Schools: Among the 62 schools present at follow-up, 69% of schools in the study sample were district public schools, 23% were other types of public schools (e.g., charter schools), and 8% were private schools. Average enrollment was 1,014 students (with actual enrollment ranging from 87 to 4,000 students). 66% were underperforming schools based on federal criteria (i.e. did not meet Annual Yearly Progress for 2 consecutive years). 25% had 90% or more of the students eligible for Free or Reduced Price Lunch (FRPL). 60% had 40%–89% of students eligible for FRPL. Teachers: Among the analytic sample of 113, average experience was 8.49 years (ranging from 1 to 34); more than 75% of the sample had 12 or more years of experience.

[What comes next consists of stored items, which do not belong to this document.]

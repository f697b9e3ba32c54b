//! Geometry primitives shared by layout, paint and the call bridge.
//!
//! Pixel-space types (`Point`, `Size`, `Rect`) use `f32`; the plugin-facing
//! cell grid uses integer `GridRect`s.

use serde::{Deserialize, Serialize};

// ─────────────────────────────────────────────────────────────────────────────
// Pixel geometry
// ─────────────────────────────────────────────────────────────────────────────

/// 2D point in window pixels.
#[derive(Clone, Copy, Debug, Default, PartialEq, Serialize, Deserialize)]
pub struct Point {
    pub x: f32,
    pub y: f32,
}

impl Point {
    pub const ZERO: Point = Point { x: 0.0, y: 0.0 };

    pub const fn new(x: f32, y: f32) -> Self {
        Self { x, y }
    }
}

/// 2D size in window pixels.
#[derive(Clone, Copy, Debug, Default, PartialEq, Serialize, Deserialize)]
pub struct Size {
    pub width: f32,
    pub height: f32,
}

impl Size {
    pub const ZERO: Size = Size {
        width: 0.0,
        height: 0.0,
    };

    pub const fn new(width: f32, height: f32) -> Self {
        Self { width, height }
    }

    /// Convert to a Rect at the origin (0, 0).
    pub const fn to_rect(self) -> Rect {
        Rect {
            origin: Point::ZERO,
            size: self,
        }
    }
}

impl From<Size> for Rect {
    fn from(size: Size) -> Self {
        size.to_rect()
    }
}

/// Axis-aligned rectangle in window pixels.
#[derive(Clone, Copy, Debug, Default, PartialEq, Serialize, Deserialize)]
pub struct Rect {
    pub origin: Point,
    pub size: Size,
}

impl Rect {
    pub const ZERO: Rect = Rect {
        origin: Point::ZERO,
        size: Size::ZERO,
    };

    pub const fn new(x: f32, y: f32, width: f32, height: f32) -> Self {
        Self {
            origin: Point::new(x, y),
            size: Size::new(width, height),
        }
    }

    pub fn x(&self) -> f32 {
        self.origin.x
    }

    pub fn y(&self) -> f32 {
        self.origin.y
    }

    pub fn width(&self) -> f32 {
        self.size.width
    }

    pub fn height(&self) -> f32 {
        self.size.height
    }

    pub fn right(&self) -> f32 {
        self.origin.x + self.size.width
    }

    pub fn bottom(&self) -> f32 {
        self.origin.y + self.size.height
    }

    pub fn center(&self) -> Point {
        Point::new(
            self.origin.x + self.size.width / 2.0,
            self.origin.y + self.size.height / 2.0,
        )
    }

    pub fn is_empty(&self) -> bool {
        self.size.width <= 0.0 || self.size.height <= 0.0
    }

    /// Half-open containment: the right and bottom edges belong to the neighbour.
    pub fn contains(&self, point: Point) -> bool {
        point.x >= self.origin.x
            && point.x < self.right()
            && point.y >= self.origin.y
            && point.y < self.bottom()
    }

    /// Offset the rect by a delta.
    pub fn offset(&self, dx: f32, dy: f32) -> Self {
        Rect {
            origin: Point::new(self.origin.x + dx, self.origin.y + dy),
            size: self.size,
        }
    }

    /// Overlapping area of two rects; empty (zero-sized at the clamped origin)
    /// when they do not overlap.
    pub fn intersection(&self, other: &Rect) -> Rect {
        let x0 = self.origin.x.max(other.origin.x);
        let y0 = self.origin.y.max(other.origin.y);
        let x1 = self.right().min(other.right());
        let y1 = self.bottom().min(other.bottom());
        Rect::new(x0, y0, (x1 - x0).max(0.0), (y1 - y0).max(0.0))
    }

    /// Shrink the right and bottom edges, never below zero size.
    pub fn shrink(&self, right: f32, bottom: f32) -> Rect {
        Rect {
            origin: self.origin,
            size: Size::new(
                (self.size.width - right).max(0.0),
                (self.size.height - bottom).max(0.0),
            ),
        }
    }

    /// Rect rounded to whole pixels, as integers `[x, y, w, h]`.
    pub fn to_pixels(&self) -> [i64; 4] {
        [
            self.origin.x.round() as i64,
            self.origin.y.round() as i64,
            self.size.width.round() as i64,
            self.size.height.round() as i64,
        ]
    }
}

// ─────────────────────────────────────────────────────────────────────────────
// Cell grid
// ─────────────────────────────────────────────────────────────────────────────

/// A rectangle in a parent's column/row grid, measured in cells.
///
/// Part of a div's identity, so it hashes and compares exactly.
#[derive(Clone, Copy, Debug, Default, PartialEq, Eq, Hash, Serialize, Deserialize)]
pub struct GridRect {
    pub x: i32,
    pub y: i32,
    pub w: i32,
    pub h: i32,
}

impl GridRect {
    pub const fn new(x: i32, y: i32, w: i32, h: i32) -> Self {
        Self { x, y, w, h }
    }

    /// Negative origins and sizes are clamped to zero.
    pub fn sanitized(self) -> Self {
        Self {
            x: self.x.max(0),
            y: self.y.max(0),
            w: self.w.max(0),
            h: self.h.max(0),
        }
    }

    /// One past the last column, saturating at `i32::MAX`.
    pub fn col_end(&self) -> usize {
        self.x.max(0).saturating_add(self.w.max(0)) as usize
    }

    /// One past the last row, saturating at `i32::MAX`.
    pub fn row_end(&self) -> usize {
        self.y.max(0).saturating_add(self.h.max(0)) as usize
    }
}

// ─────────────────────────────────────────────────────────────────────────────
// Color
// ─────────────────────────────────────────────────────────────────────────────

/// RGBA color with components in `0.0..=1.0`.
#[derive(Clone, Copy, Debug, PartialEq, Serialize, Deserialize)]
pub struct Color {
    pub r: f32,
    pub g: f32,
    pub b: f32,
    pub a: f32,
}

impl Color {
    pub const WHITE: Color = Color::rgb(1.0, 1.0, 1.0);
    pub const BLACK: Color = Color::rgb(0.0, 0.0, 0.0);
    pub const GRAY: Color = Color::rgb(0.5, 0.5, 0.5);
    pub const TRANSPARENT: Color = Color::rgba(0.0, 0.0, 0.0, 0.0);

    pub const fn rgb(r: f32, g: f32, b: f32) -> Self {
        Self { r, g, b, a: 1.0 }
    }

    pub const fn rgba(r: f32, g: f32, b: f32, a: f32) -> Self {
        Self { r, g, b, a }
    }

    /// Decode a packed `0xRRGGBBAA` value, the form plugins send colors in.
    pub fn from_rgba_u32(packed: u32) -> Self {
        let r = ((packed >> 24) & 0xFF) as f32 / 255.0;
        let g = ((packed >> 16) & 0xFF) as f32 / 255.0;
        let b = ((packed >> 8) & 0xFF) as f32 / 255.0;
        let a = (packed & 0xFF) as f32 / 255.0;
        Self::rgba(r, g, b, a)
    }

    pub fn to_rgba_u32(&self) -> u32 {
        let c = |v: f32| ((v.clamp(0.0, 1.0) * 255.0).round() as u32) & 0xFF;
        (c(self.r) << 24) | (c(self.g) << 16) | (c(self.b) << 8) | c(self.a)
    }

    pub fn with_alpha(mut self, alpha: f32) -> Self {
        self.a = alpha;
        self
    }
}

impl Default for Color {
    fn default() -> Self {
        Self::BLACK
    }
}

The average years teaching at one’s current institution was 4.38. 61% had at least a master’s degree, 81% were white. 67% taught history, 22% taught English language arts, and 11% taught other types of humanities classes. Students: Among the analytic sample for most of the student outcomes (i.e. those who completed survey Book 1), two thirds were 10th graders. 60% were female. Students self-identified as Hispanic (36%), White (32%), Black (13%), Asian (13%), and Other (6%). 71% had English as their first language. Among the remaining 29%, 75% of these students indicated Spanish as their first language and the remaining 25% reported Chinese, Vietnamese, or Tagalog, among others. Slightly less than half of both mothers and fathers of students had completed high school or less.

Intervention Group

Teachers in the intervention condition participated in Facing History summer professional development and traditional school year follow-up services in year 1 (2007-08). They attended a Facing History and Ourselves: Holocaust and Human Behavior professional development seminar during the summer or fall of 2007 and implemented the program during the 2007–2008 school year, during which they received follow-up support from Facing History staff as they developed their lesson plans and implemented their units. Seminars are typically five days long (35–40 hours) and allow participants to explore the content, themes, practices, and resources of the program and to learn how to apply them in their classrooms. Teachers were also provided with a classroom set of the resource book, Facing History and Ourselves: Holocaust and Human Behavior, and access to the program’s print and digital resources, including unit outlines and historical content.

Comparison Group

Teachers in the control condition were to participate in Facing History professional development and and receive follow-up services in year 2 (2008-09). In year 1, these control group teachers received no services and continued to use the standard practices for history and language arts courses in their districts.

Support for implementation

Program staff members provide at least one hour-long initial follow-up meeting to help teachers plan their implementation. Additional ongoing coaching, print and digital resources, modeling of lessons, and guest speakers were provided upon request to help teachers refine implementation and address challenges.